- [Aim of the task]:
Reproduce the entries shown below only from the line with "key (including empty)" down to the line with "MacId::HmacSha384 => HmacSha384::new_from_slice(key)", keeping both end lines and copying each one exactly.

- [Information shown]:
======
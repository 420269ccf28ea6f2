//! Incremental and one-shot HMAC over the record MAC algorithms.

use hmac::{Hmac, Mac};
use sha1::Sha1;
use sha2::{Sha256, Sha384};

use crate::CryptoError;
use crate::ct::ct_eq;
use crate::suite::MacId;

type HmacSha1 = Hmac<Sha1>;
type HmacSha256 = Hmac<Sha256>;
type HmacSha384 = Hmac<Sha384>;

/// Incremental MAC context, constructed per record.
pub enum MacContext {
    Null,
    Sha1(HmacSha1),
    Sha256(HmacSha256),
    Sha384(HmacSha384),
}

impl MacContext {
    /// Key an HMAC context. The null MAC accepts any key (including empty)
    /// and produces an empty tag.
    pub fn new(id: MacId, key: &[u8]) -> Result<Self, CryptoError> {
        match id {
            MacId::Null | MacId::Aead => Ok(MacContext::Null),
            MacId::HmacSha1 => HmacSha1::new_from_slice(key)
                .map(MacContext::Sha1)
                .map_err(|_| CryptoError::InvalidRequest),
            MacId::HmacSha256 => HmacSha256::new_from_slice(key)
                .map(MacContext::Sha256)
                .map_err(|_| CryptoError::InvalidRequest),
            MacId::HmacSha384 => HmacSha384::new_from_slice(key)
                .map(MacContext::Sha384)
                .map_err(|_| CryptoError::InvalidRequest),
        }
    }

    pub fn update(&mut self, data: &[u8]) {
        match self {
            MacContext::Null => {}
            MacContext::Sha1(m) => m.update(data),
            MacContext::Sha256(m) => m.update(data),
            MacContext::Sha384(m) => m.update(data),
        }
    }

    /// Finalize and return the tag.
    pub fn finalize(self) -> Vec<u8> {
        match self {
            MacContext::Null => Vec::new(),
            MacContext::Sha1(m) => m.finalize().into_bytes().to_vec(),
            MacContext::Sha256(m) => m.finalize().into_bytes().to_vec(),
            MacContext::Sha384(m) => m.finalize().into_bytes().to_vec(),
        }
    }

    /// Finalize and compare against an expected tag in constant time.
    pub fn verify(self, expected: &[u8]) -> Result<(), CryptoError> {
        let tag = self.finalize();
        if ct_eq(&tag, expected) {
            Ok(())
        } else {
            Err(CryptoError::AuthenticationFailure)
        }
    }
}

/// One-shot HMAC, used for the DTLS cookie.
pub fn hmac_oneshot(id: MacId, key: &[u8], data: &[u8]) -> Result<Vec<u8>, CryptoError> {
    let mut ctx = MacContext::new(id, key)?;
    ctx.update(data);
    Ok(ctx.finalize())
}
======
- [Reply]:
    /// Key an HMAC context. The null MAC accepts any key (including empty)
    /// and produces an empty tag.
    pub fn new(id: MacId, key: &[u8]) -> Result<Self, CryptoError> {
        match id {
            MacId::Null | MacId::Aead => Ok(MacContext::Null),
            MacId::HmacSha1 => HmacSha1::new_from_slice(key)
                .map(MacContext::Sha1)
                .map_err(|_| CryptoError::InvalidRequest),
            MacId::HmacSha256 => HmacSha256::new_from_slice(key)
                .map(MacContext::Sha256)
                .map_err(|_| CryptoError::InvalidRequest),
            MacId::HmacSha384 => HmacSha384::new_from_slice(key)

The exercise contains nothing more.